ENTRIES SUPPLIED:
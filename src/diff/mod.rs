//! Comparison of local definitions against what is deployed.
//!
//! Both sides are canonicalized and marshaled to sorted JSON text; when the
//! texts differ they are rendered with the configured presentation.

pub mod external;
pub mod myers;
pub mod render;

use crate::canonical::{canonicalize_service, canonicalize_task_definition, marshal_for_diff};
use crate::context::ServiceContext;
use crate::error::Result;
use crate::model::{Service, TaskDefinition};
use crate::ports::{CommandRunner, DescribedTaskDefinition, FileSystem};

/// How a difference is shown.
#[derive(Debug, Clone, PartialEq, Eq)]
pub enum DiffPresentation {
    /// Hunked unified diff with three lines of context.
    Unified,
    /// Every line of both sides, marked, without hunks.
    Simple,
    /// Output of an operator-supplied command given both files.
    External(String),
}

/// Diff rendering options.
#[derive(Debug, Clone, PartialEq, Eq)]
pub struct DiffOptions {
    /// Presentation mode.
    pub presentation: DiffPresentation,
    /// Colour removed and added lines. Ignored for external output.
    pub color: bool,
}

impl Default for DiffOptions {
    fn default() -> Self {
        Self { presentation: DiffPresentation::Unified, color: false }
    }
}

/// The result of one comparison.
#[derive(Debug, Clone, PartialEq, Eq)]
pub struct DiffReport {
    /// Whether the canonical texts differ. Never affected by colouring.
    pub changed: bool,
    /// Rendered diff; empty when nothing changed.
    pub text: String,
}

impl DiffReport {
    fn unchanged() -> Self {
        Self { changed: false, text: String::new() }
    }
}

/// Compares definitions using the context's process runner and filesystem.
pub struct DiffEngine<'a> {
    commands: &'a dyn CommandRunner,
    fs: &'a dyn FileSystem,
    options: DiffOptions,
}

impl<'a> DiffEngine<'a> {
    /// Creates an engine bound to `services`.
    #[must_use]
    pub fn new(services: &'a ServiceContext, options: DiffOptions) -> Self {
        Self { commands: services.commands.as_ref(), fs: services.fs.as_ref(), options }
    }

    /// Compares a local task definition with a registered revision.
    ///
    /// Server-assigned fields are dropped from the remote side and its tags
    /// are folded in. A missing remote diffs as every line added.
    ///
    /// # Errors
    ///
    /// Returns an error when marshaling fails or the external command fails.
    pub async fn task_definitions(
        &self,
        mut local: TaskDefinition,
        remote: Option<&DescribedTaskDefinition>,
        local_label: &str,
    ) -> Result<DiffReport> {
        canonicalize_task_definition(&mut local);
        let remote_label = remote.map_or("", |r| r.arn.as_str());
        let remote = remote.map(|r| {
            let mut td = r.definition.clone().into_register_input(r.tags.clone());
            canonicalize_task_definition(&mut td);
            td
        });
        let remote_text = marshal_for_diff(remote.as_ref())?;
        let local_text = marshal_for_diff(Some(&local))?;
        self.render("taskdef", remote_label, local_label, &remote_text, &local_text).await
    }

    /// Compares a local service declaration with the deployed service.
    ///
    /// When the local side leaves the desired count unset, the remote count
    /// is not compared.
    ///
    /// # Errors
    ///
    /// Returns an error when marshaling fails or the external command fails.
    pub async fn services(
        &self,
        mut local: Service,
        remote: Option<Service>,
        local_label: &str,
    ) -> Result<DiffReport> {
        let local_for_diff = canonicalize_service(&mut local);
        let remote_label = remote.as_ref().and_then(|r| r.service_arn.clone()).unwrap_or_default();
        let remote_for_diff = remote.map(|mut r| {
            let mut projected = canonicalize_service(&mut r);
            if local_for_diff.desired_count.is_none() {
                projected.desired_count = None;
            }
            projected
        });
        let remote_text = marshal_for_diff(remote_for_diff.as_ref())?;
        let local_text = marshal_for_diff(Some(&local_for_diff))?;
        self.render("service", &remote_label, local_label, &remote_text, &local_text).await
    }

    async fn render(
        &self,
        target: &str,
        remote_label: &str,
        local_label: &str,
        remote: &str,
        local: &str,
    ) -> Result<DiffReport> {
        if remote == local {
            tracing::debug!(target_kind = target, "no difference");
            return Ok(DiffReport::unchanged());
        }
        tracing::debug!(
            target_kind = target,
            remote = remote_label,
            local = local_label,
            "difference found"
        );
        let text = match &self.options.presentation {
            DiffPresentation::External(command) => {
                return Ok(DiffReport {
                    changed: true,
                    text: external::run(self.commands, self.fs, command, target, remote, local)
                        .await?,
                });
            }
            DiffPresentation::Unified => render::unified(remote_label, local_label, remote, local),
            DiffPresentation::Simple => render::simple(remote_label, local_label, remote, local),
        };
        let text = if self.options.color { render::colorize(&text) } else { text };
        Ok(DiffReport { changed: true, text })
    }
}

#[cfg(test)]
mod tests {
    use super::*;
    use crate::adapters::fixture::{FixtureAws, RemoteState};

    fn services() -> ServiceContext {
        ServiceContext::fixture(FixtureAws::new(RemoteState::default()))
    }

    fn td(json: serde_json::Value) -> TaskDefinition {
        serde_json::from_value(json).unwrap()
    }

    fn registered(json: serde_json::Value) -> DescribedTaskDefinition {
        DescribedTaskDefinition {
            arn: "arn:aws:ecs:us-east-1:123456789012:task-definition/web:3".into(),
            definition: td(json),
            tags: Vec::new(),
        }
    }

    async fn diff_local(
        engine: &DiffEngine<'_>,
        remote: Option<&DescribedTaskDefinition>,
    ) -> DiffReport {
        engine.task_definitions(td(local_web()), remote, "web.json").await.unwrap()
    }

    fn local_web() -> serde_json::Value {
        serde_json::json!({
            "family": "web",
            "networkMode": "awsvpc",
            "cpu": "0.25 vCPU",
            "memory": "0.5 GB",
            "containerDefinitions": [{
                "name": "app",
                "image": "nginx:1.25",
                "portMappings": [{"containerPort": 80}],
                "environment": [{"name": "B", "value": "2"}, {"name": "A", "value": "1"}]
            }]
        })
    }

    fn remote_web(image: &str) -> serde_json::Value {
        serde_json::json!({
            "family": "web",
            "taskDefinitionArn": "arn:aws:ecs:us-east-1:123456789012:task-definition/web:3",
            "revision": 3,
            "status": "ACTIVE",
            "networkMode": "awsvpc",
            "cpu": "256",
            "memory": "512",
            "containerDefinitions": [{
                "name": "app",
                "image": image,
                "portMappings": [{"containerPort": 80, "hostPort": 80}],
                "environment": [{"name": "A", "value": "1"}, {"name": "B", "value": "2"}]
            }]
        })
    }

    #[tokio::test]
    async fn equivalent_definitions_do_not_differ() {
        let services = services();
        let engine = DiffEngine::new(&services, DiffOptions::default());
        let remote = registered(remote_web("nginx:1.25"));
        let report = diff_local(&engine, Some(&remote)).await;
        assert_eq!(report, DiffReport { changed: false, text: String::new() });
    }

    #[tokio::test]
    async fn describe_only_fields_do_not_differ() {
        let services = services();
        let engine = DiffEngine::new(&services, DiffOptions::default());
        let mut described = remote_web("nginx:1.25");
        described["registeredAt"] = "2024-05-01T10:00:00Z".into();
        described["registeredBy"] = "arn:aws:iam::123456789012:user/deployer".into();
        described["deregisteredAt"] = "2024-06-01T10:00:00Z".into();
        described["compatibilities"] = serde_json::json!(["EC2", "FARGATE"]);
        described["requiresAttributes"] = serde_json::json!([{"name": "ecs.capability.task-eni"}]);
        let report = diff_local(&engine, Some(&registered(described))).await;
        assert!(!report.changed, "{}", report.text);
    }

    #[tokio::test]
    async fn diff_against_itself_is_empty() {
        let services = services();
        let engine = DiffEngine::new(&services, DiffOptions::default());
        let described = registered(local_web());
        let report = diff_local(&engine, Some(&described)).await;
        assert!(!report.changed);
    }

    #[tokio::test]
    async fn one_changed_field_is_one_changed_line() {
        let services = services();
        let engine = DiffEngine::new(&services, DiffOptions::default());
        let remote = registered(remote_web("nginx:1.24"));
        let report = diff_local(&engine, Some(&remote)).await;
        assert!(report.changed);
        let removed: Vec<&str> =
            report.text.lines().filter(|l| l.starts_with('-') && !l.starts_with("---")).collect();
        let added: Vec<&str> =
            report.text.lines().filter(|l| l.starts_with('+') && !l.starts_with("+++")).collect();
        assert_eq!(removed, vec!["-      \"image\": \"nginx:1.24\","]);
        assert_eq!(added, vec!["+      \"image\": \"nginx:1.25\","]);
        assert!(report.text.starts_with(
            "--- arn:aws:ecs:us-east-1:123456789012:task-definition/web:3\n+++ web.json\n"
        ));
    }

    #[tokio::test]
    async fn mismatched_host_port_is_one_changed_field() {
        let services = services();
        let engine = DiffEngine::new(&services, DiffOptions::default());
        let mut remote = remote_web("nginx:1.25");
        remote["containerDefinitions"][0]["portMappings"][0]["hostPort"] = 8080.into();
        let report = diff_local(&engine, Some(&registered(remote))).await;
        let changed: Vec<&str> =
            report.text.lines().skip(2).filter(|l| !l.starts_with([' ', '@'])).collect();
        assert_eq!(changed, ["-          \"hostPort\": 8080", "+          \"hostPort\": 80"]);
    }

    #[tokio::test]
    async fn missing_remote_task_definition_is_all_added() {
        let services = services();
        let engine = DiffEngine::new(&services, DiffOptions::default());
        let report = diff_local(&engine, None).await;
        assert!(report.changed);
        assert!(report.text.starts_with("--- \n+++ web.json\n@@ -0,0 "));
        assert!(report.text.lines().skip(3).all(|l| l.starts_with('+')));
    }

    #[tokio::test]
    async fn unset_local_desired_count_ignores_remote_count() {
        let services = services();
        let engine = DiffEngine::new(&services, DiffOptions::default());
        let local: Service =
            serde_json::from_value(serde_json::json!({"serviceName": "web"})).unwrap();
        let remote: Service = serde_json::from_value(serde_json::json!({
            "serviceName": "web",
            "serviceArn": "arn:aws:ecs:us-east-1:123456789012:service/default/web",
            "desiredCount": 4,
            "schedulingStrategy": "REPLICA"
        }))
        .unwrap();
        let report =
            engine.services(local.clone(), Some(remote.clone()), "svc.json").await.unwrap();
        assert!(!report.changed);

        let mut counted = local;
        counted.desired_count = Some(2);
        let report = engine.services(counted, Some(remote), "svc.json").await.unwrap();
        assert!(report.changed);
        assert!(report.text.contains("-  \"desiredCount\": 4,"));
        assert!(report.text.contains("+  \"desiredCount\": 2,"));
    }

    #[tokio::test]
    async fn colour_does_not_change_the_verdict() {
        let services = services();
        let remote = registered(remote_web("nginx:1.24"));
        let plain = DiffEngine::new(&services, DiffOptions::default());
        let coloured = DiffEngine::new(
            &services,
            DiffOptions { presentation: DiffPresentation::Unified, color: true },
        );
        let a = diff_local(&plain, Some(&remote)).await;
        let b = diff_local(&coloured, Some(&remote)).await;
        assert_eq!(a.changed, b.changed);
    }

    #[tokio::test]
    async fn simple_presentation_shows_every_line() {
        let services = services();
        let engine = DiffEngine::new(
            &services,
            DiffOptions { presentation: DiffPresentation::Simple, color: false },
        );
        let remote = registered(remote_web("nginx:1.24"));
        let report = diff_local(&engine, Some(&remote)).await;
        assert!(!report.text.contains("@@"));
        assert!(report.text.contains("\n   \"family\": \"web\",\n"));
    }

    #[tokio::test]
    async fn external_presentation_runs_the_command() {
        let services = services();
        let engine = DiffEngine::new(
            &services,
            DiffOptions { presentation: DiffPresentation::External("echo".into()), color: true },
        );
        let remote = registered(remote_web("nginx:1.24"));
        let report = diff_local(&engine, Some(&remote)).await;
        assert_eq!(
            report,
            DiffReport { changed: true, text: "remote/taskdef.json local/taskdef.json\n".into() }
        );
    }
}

WHAT TO PRODUCE: Reproduce the records above exactly, from the first line to the line that holds "lines of context.", inclusive, and omit everything after it.

EXERCISE ANSWER:
filename src/diff/mod.rs
//! Comparison of local definitions against what is deployed.
//!
//! Both sides are canonicalized and marshaled to sorted JSON text; when the
//! texts differ they are rendered with the configured presentation.

pub mod external;
pub mod myers;
pub mod render;

use crate::canonical::{canonicalize_service, canonicalize_task_definition, marshal_for_diff};
use crate::context::ServiceContext;
use crate::error::Result;
use crate::model::{Service, TaskDefinition};
use crate::ports::{CommandRunner, DescribedTaskDefinition, FileSystem};

/// How a difference is shown.
#[derive(Debug, Clone, PartialEq, Eq)]
pub enum DiffPresentation {
    /// Hunked unified diff with three lines of context.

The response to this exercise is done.